Она говорит это так спокойно, — до того все неподвижным осталось на ее лице, лишь только она сказала, — что Алексей Иваныч несколько мгновений смотрит на нее озадаченно.
— Лебедей? — Он делает вид, как будто вспоминает, а пока отвечает своей скороговоркой: — Лебедь… как бы сказать вам… Лебедь в тех местах редкая птица… Лебедь там редкость…
— Э-э, ты не говори уж: ле-бе-дей!.. — морщится на старуху полковник. — Всегда ты что-нибудь скажешь… Ты бы молчала!
— Зачем же мне мол-чать? — спрашивает медленно она.
Но Алексею Иванычу кажется вдруг, что тут срыв какой-то, — яма бездонная: лебеди… Почему не было в его жизни лебедей? Должны были быть: без них в прошлом скучно, пустовато как-то без них… Пусто… Совершенная пустота… И, пугаясь этой пустоты, говорит он быстро:
— Ну да, вспомнил — лебеди!

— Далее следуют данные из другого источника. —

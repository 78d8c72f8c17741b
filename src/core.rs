//! Core types and structures for the IEBus protocol

use crate::error::{IebusError, Result};

/// Logic level of the bus line
#[derive(Debug, Clone, Copy, PartialEq, Eq, Hash)]
#[cfg_attr(feature = "serde", derive(serde::Serialize, serde::Deserialize))]
pub enum Level {
    /// Line low
    Low,
    /// Line high
    High,
}

impl Level {
    /// The other level
    pub fn opposite(&self) -> Level {
        match self {
            Level::Low => Level::High,
            Level::High => Level::Low,
        }
    }

    /// Sample value of this level (`true` = high)
    pub fn as_bit(&self) -> bool {
        matches!(self, Level::High)
    }
}

impl From<bool> for Level {
    fn from(high: bool) -> Self {
        if high {
            Level::High
        } else {
            Level::Low
        }
    }
}

impl std::fmt::Display for Level {
    fn fmt(&self, f: &mut std::fmt::Formatter<'_>) -> std::fmt::Result {
        match self {
            Level::Low => f.pad("LOW"),
            Level::High => f.pad("HIGH"),
        }
    }
}

/// Which level the released bus rests at
#[derive(Debug, Clone, Copy, PartialEq, Eq, Hash, Default)]
#[cfg_attr(feature = "serde", derive(serde::Serialize, serde::Deserialize))]
pub enum Polarity {
    /// Idle high, pulses pull the line low
    #[default]
    IdleHigh,
    /// Idle low, pulses drive the line high
    IdleLow,
}

impl Polarity {
    /// Level of the released (idle) line
    pub fn idle(&self) -> Level {
        match self {
            Polarity::IdleHigh => Level::High,
            Polarity::IdleLow => Level::Low,
        }
    }

    /// Level driven during a pulse
    pub fn active(&self) -> Level {
        self.idle().opposite()
    }
}

/// 12-bit master or slave unit address
#[derive(Debug, Clone, Copy, PartialEq, Eq, PartialOrd, Ord, Hash)]
#[cfg_attr(feature = "serde", derive(serde::Serialize, serde::Deserialize))]
pub struct Address(u16);

impl Address {
    /// Maximum address value
    pub const MAX: u16 = 0xFFF;
    /// Width on the wire
    pub const BITS: u8 = 12;

    /// Create a new address, validating it fits in 12 bits
    pub fn new(addr: u16) -> Result<Self> {
        if addr > Self::MAX {
            return Err(IebusError::format_error(format!(
                "Address 0x{:x} out of range [0x000, 0x{:03x}]",
                addr,
                Self::MAX
            )));
        }
        Ok(Address(addr))
    }

    /// Get the raw address value
    pub fn value(&self) -> u16 {
        self.0
    }
}

impl std::fmt::Display for Address {
    fn fmt(&self, f: &mut std::fmt::Formatter<'_>) -> std::fmt::Result {
        f.pad(&format!("{:03x}", self.0))
    }
}

/// A parity-protected field of the frame
#[derive(Debug, Clone, Copy, PartialEq, Eq, Hash)]
pub enum FieldKind {
    /// Master address
    Master,
    /// Slave address
    Slave,
    /// Control nibble
    Control,
    /// Data length
    Length,
    /// The nth data byte
    Data(usize),
}

impl FieldKind {
    /// Number of value bits, excluding parity and ACK
    pub fn width(&self) -> u8 {
        match self {
            FieldKind::Master | FieldKind::Slave => Address::BITS,
            FieldKind::Control => 4,
            FieldKind::Length | FieldKind::Data(_) => 8,
        }
    }

    /// Largest value the field can hold
    pub fn max_value(&self) -> u16 {
        (1u16 << self.width()) - 1
    }
}

impl std::fmt::Display for FieldKind {
    fn fmt(&self, f: &mut std::fmt::Formatter<'_>) -> std::fmt::Result {
        match self {
            FieldKind::Master => f.pad("Master"),
            FieldKind::Slave => f.pad("Slave"),
            FieldKind::Control => f.pad("Control"),
            FieldKind::Length => f.pad("Length"),
            FieldKind::Data(n) => f.pad(&format!("Data {}", n)),
        }
    }
}

/// Odd parity bit for the low `width` bits of `value`
///
/// The returned bit makes the number of ones in field + parity odd.
pub fn parity(value: u16, width: u8) -> bool {
    let mask = if width >= 16 {
        u16::MAX
    } else {
        (1u16 << width) - 1
    };
    (value & mask).count_ones() % 2 == 0
}

#[cfg(test)]
mod tests {
    use super::*;

    #[test]
    fn test_address_creation() {
        assert!(Address::new(0).is_ok());
        assert!(Address::new(0xFFF).is_ok());
        assert!(matches!(
            Address::new(0x1000),
            Err(IebusError::Format(_))
        ));
    }

    #[test]
    fn test_address_display() -> Result<()> {
        assert_eq!(Address::new(0x1d0)?.to_string(), "1d0");
        assert_eq!(Address::new(0x5)?.to_string(), "005");
        Ok(())
    }

    #[test]
    fn test_parity() {
        assert!(parity(0x000, 12)); // no ones → parity 1
        assert!(!parity(0x001, 12));
        assert!(parity(0x0F, 4));
        assert!(!parity(0x190, 12)); // 0001 1001 0000 → 3 ones
        // bits above the width are ignored
        assert_eq!(parity(0x1F, 4), parity(0x0F, 4));
    }

    #[test]
    fn test_display_honours_width() -> Result<()> {
        assert_eq!(format!("{:<4}|", Level::Low), "LOW |");
        assert_eq!(format!("{:>5}", Level::High), " HIGH");
        assert_eq!(format!("{:<8}|", FieldKind::Data(3)), "Data 3  |");
        assert_eq!(format!("{:>5}", Address::new(0x1d)?), "  01d");
        Ok(())
    }

    #[test]
    fn test_polarity_levels() {
        assert_eq!(Polarity::IdleHigh.idle(), Level::High);
        assert_eq!(Polarity::IdleHigh.active(), Level::Low);
        assert_eq!(Polarity::IdleLow.active(), Level::High);
    }

    #[test]
    fn test_field_widths() {
        assert_eq!(FieldKind::Master.max_value(), 0xFFF);
        assert_eq!(FieldKind::Control.max_value(), 0xF);
        assert_eq!(FieldKind::Data(4).max_value(), 0xFF);
        assert_eq!(FieldKind::Data(4).to_string(), "Data 4");
    }

    mod properties {
        use super::super::*;
        use proptest::prelude::*;

        proptest! {
            #[test]
            fn parity_makes_total_odd(value in 0u16..=0xFFF, width in 1u8..=12) {
                let masked = value & ((1u16 << width) - 1);
                let total = masked.count_ones() + parity(value, width) as u32;
                prop_assert_eq!(total % 2, 1);
            }
        }
    }
}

Правда, только один такой случай и был… Увидали мы стайку, штук пять…
— Бе-лых?
— Оставь! — морщится полковник. — Ну, конечно, белых…

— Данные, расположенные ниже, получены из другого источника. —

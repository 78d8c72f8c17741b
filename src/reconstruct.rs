//! Rebuilding transmittable waveforms from captures
//!
//! Decoded symbol streams are reassembled into [`Message`]s by a small state
//! machine and re-encoded with canonical timing. Raw edge streams are
//! replayed as-is, with no protocol interpretation at all.

use std::collections::HashSet;

use tracing::{debug, warn};

use crate::capture::{CaptureEvent, RawEdge, Symbol};
use crate::core::{parity, FieldKind};
use crate::error::{IebusError, Result};
use crate::message::Message;
use crate::options::Options;
use crate::timing::{check_speed_factor, Encoder, TimedSegment};

/// A message reassembled from a capture
#[derive(Debug, Clone, PartialEq)]
#[cfg_attr(feature = "serde", derive(serde::Serialize, serde::Deserialize))]
pub struct CapturedFrame {
    /// Zero-based frame index within the channel
    pub index: usize,
    /// Channel the frame was captured on
    pub channel: String,
    /// Timestamp of the frame start symbol, microseconds
    pub start_us: f64,
    /// Timestamp of the last symbol, microseconds
    pub end_us: f64,
    /// The message itself
    pub message: Message,
}

/// Frame assembly states
#[derive(Debug, Clone, Copy, PartialEq, Eq)]
pub enum AssemblerState {
    /// Waiting for a frame start
    Idle,
    /// Inside a frame, expecting the given field next
    Awaiting(FieldKind),
    /// Every field received; only parity and ACK may still follow
    Complete,
    /// Skipping the rest of a failed frame
    Discarding,
}

#[derive(Debug)]
struct PartialFrame {
    index: usize,
    broadcast: bool,
    start_us: f64,
    end_us: f64,
    master: u16,
    slave: u16,
    control: u8,
    length: usize,
    data: Vec<u8>,
    // field whose parity bit may still arrive
    last: Option<(FieldKind, u16)>,
}

/// Groups a flat symbol stream into frames
#[derive(Debug)]
pub struct FrameAssembler {
    channel: String,
    state: AssemblerState,
    partial: Option<PartialFrame>,
    frames_seen: usize,
}

impl FrameAssembler {
    /// Create an assembler for one channel
    pub fn new(channel: impl Into<String>) -> Self {
        FrameAssembler {
            channel: channel.into(),
            state: AssemblerState::Idle,
            partial: None,
            frames_seen: 0,
        }
    }

    /// Current state
    pub fn state(&self) -> AssemblerState {
        self.state
    }

    /// Feed the next symbol; returns a frame result when one is finished
    pub fn feed(&mut self, event: &CaptureEvent) -> Option<Result<CapturedFrame>> {
        if event.symbol.is_frame_start() {
            let finished = self.flush();
            self.begin(event);
            return finished;
        }

        match self.state {
            AssemblerState::Idle | AssemblerState::Discarding => None,
            AssemblerState::Awaiting(field) => match event.symbol {
                Symbol::Parity => self.check_parity(event),
                Symbol::Ack => self.touch(event),
                symbol if symbol.carries(field) => self.accept(field, event),
                symbol => self.fail(format!("expected {}, got {}", field, symbol)),
            },
            AssemblerState::Complete => match event.symbol {
                Symbol::Parity => self.check_parity(event),
                Symbol::Ack => self.touch(event),
                symbol => self.fail(format!("unexpected {} after final field", symbol)),
            },
        }
    }

    /// End of stream; returns the last frame if one was open
    pub fn finish(&mut self) -> Option<Result<CapturedFrame>> {
        self.flush()
    }

    fn begin(&mut self, event: &CaptureEvent) {
        self.partial = Some(PartialFrame {
            index: self.frames_seen,
            broadcast: event.symbol == Symbol::Broadcast,
            start_us: event.start_us,
            end_us: event.end_us,
            master: 0,
            slave: 0,
            control: 0,
            length: 0,
            data: Vec::new(),
            last: None,
        });
        self.frames_seen += 1;
        self.state = AssemblerState::Awaiting(FieldKind::Master);
    }

    fn touch(&mut self, event: &CaptureEvent) -> Option<Result<CapturedFrame>> {
        if let Some(partial) = self.partial.as_mut() {
            partial.end_us = partial.end_us.max(event.end_us);
        }
        None
    }

    fn accept(&mut self, field: FieldKind, event: &CaptureEvent) -> Option<Result<CapturedFrame>> {
        if event.value > field.max_value() {
            return self.fail(format!("{} value 0x{:x} out of range", field, event.value));
        }
        let partial = self.partial.as_mut()?;
        partial.end_us = partial.end_us.max(event.end_us);
        partial.last = Some((field, event.value));

        let next = match field {
            FieldKind::Master => {
                partial.master = event.value;
                AssemblerState::Awaiting(FieldKind::Slave)
            }
            FieldKind::Slave => {
                partial.slave = event.value;
                AssemblerState::Awaiting(FieldKind::Control)
            }
            FieldKind::Control => {
                partial.control = event.value as u8;
                AssemblerState::Awaiting(FieldKind::Length)
            }
            FieldKind::Length => {
                partial.length = event.value as usize;
                if partial.length == 0 {
                    AssemblerState::Complete
                } else {
                    AssemblerState::Awaiting(FieldKind::Data(0))
                }
            }
            FieldKind::Data(n) => {
                partial.data.push(event.value as u8);
                if n + 1 == partial.length {
                    AssemblerState::Complete
                } else {
                    AssemblerState::Awaiting(FieldKind::Data(n + 1))
                }
            }
        };
        self.state = next;
        None
    }

    fn check_parity(&mut self, event: &CaptureEvent) -> Option<Result<CapturedFrame>> {
        let last = self.partial.as_mut().and_then(|p| p.last.take());
        let Some((field, value)) = last else {
            return self.fail("parity bit without a preceding field".to_string());
        };
        if event.value > 1 {
            return self.fail(format!("parity value {} is not a bit", event.value));
        }
        if parity(value, field.width()) != (event.value == 1) {
            return self.fail(format!("bad parity on {} (value 0x{:x})", field, value));
        }
        self.touch(event)
    }

    fn fail(&mut self, reason: String) -> Option<Result<CapturedFrame>> {
        let index = self.partial.take().map(|p| p.index).unwrap_or(self.frames_seen);
        self.state = AssemblerState::Discarding;
        warn!(channel = %self.channel, frame = index, "dropping frame: {}", reason);
        Some(Err(IebusError::decode_error(index, reason)))
    }

    fn flush(&mut self) -> Option<Result<CapturedFrame>> {
        let state = std::mem::replace(&mut self.state, AssemblerState::Idle);
        let partial = self.partial.take()?;
        match state {
            AssemblerState::Complete => {
                let frame = Message::new(
                    partial.broadcast,
                    partial.master,
                    partial.slave,
                    partial.control,
                    partial.data,
                )
                .map(|message| CapturedFrame {
                    index: partial.index,
                    channel: self.channel.clone(),
                    start_us: partial.start_us,
                    end_us: partial.end_us,
                    message,
                })
                .map_err(|e| IebusError::decode_error(partial.index, e.to_string()));
                Some(frame)
            }
            AssemblerState::Awaiting(field) => {
                let reason = format!("frame ended while awaiting {}", field);
                warn!(channel = %self.channel, frame = partial.index, "dropping frame: {}", reason);
                Some(Err(IebusError::decode_error(partial.index, reason)))
            }
            AssemblerState::Idle | AssemblerState::Discarding => None,
        }
    }
}

/// Reassemble the frames of one channel from decoded symbols
///
/// Each frame yields its own result, so one corrupt frame does not stop the
/// rest. Fails outright only when the channel does not appear at all.
pub fn from_symbols(
    events: &[CaptureEvent],
    channel: &str,
) -> Result<Vec<Result<CapturedFrame>>> {
    let mut selected: Vec<&CaptureEvent> =
        events.iter().filter(|e| e.channel == channel).collect();
    if selected.is_empty() {
        return Err(IebusError::config_error(format!(
            "Channel '{}' not present in capture",
            channel
        )));
    }
    selected.sort_by(|a, b| a.start_us.total_cmp(&b.start_us));

    let mut assembler = FrameAssembler::new(channel);
    let mut frames: Vec<Result<CapturedFrame>> =
        selected.into_iter().filter_map(|e| assembler.feed(e)).collect();
    frames.extend(assembler.finish());

    debug!(
        channel,
        frames = frames.len(),
        failed = frames.iter().filter(|f| f.is_err()).count(),
        "reassembled capture"
    );
    Ok(frames)
}

/// Replay raw edges verbatim as level holds
///
/// Each edge holds its level until the next one. The last edge has no
/// successor and produces no segment.
pub fn from_raw_edges(
    edges: &[RawEdge],
    channel: &str,
    speed_factor: f64,
) -> Result<Vec<TimedSegment>> {
    check_speed_factor(speed_factor)?;
    let mut selected: Vec<&RawEdge> = edges.iter().filter(|e| e.channel == channel).collect();
    if selected.is_empty() {
        return Err(IebusError::config_error(format!(
            "Channel '{}' not present in capture",
            channel
        )));
    }
    selected.sort_by(|a, b| a.timestamp_us.total_cmp(&b.timestamp_us));

    Ok(selected
        .windows(2)
        .map(|pair| {
            let duration = pair[1].timestamp_us - pair[0].timestamp_us;
            TimedSegment::hold(pair[0].level, duration * speed_factor)
        })
        .collect())
}

/// Lay re-encoded frames out on one timeline
///
/// Frames go at their captured offset from the first frame, or every
/// `regular_interval` ticks when that is set. A frame that would start
/// before the previous one has finished is pushed back to follow it.
/// Glitch bits are sent once, ahead of the first frame, and offsets are
/// measured from the end of them.
pub fn schedule(
    frames: &[CapturedFrame],
    encoder: &Encoder,
    options: &Options,
) -> Result<Vec<TimedSegment>> {
    options.validate()?;
    let speed = options.speed_factor;
    let idle = encoder.timing().polarity.idle();
    let origin = frames
        .iter()
        .map(|f| f.start_us)
        .fold(f64::INFINITY, f64::min);

    // Glitch bits precede the timeline
    let mut segments: Vec<TimedSegment> =
        std::iter::repeat(encoder.bit_segment(true).scaled(speed))
            .take(options.glitch_bits)
            .collect();
    let mut cursor_us = 0.0;
    for (i, frame) in frames.iter().enumerate() {
        let offset_us = match options.regular_interval_us() {
            Some(interval) => i as f64 * interval,
            None => frame.start_us - origin,
        } * speed;

        if offset_us > cursor_us {
            segments.push(TimedSegment::hold(idle, offset_us - cursor_us));
            cursor_us = offset_us;
        } else if offset_us < cursor_us {
            warn!(
                frame = frame.index,
                overlap_us = cursor_us - offset_us,
                "frame collides with previous one, delaying it"
            );
        }

        let encoded = encoder.encode(&frame.message, speed, 0)?;
        cursor_us += encoded.iter().map(TimedSegment::total_us).sum::<f64>();
        segments.extend(encoded);
    }
    Ok(segments)
}

/// Drop RX frames heard in the same millisecond as a TX frame
pub fn suppress_echoes(rx: &[CapturedFrame], tx: &[CapturedFrame]) -> Vec<CapturedFrame> {
    let millis = |frame: &CapturedFrame| (frame.start_us / 1000.0).floor() as i64;
    let sent: HashSet<i64> = tx.iter().map(millis).collect();
    rx.iter()
        .filter(|frame| !sent.contains(&millis(frame)))
        .cloned()
        .collect()
}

— Не-ет, — так, скорее они сероватые немного — молодые… — успокаивает слепую Алексей Иваныч. — А племянник мой горячий: ба-бац дуплетом, — сразу двух взял. Вот шлепнулись! Птицы большие! Три отлетели, и вот странность…
— А те вместе у-па-ли?
— Так, — шагах… ну, в десяти один от другого… Волчьей картечью бил… А три эти… описали круг и, — странно, — опять на то же самое место!
— Где те ле-жа-ли?
— Где те…
— Жалко ста-ло.
— Очевидно… Или, может быть, — любопытство, не стрелял в них никогда никто. Прилетели и, значит… Я уже не стрелял, — племянник, он их один, племянник: бац! ба-бац! и из моего ружья, — всех!.. А я уж и не стрелял.
— Что ж, ели?
Старуха упорна, а Алексей Иваныч не знает, едят ли лебедей.
— Двух съели, — вдруг быстро решает он, — и то гостей приглашали: попа с фельдшером, — ведь величина: вы только представьте!.. Из трех чучела сделали: мне, ему, племяннику, а третье… соседу подарили: хороший был человек, — мировой судья, — ему. Редкостный человек!
— Во-от!.. Мой сын то-же… У меня был сын, у-мер… Кадет… Тоже и он… Из лебе-дя чу-чело сделал… За двадцать пять рублей про-дал… — медленно-медленно тянет старуха и так спокойно: хоть бы что-нибудь шевельнулось на толстом лице, кажется, не раскрывались и губы.
— Мама! — строго говорит из-за двери Наталья Львовна тем останавливающим тоном, каким матери говорят с детьми, требующими острастки.
— А?.. Ты что? — поворачивает голову в ее сторону слепая.
— Не выдумывайте! — и голос Натальи Львовны брезглив.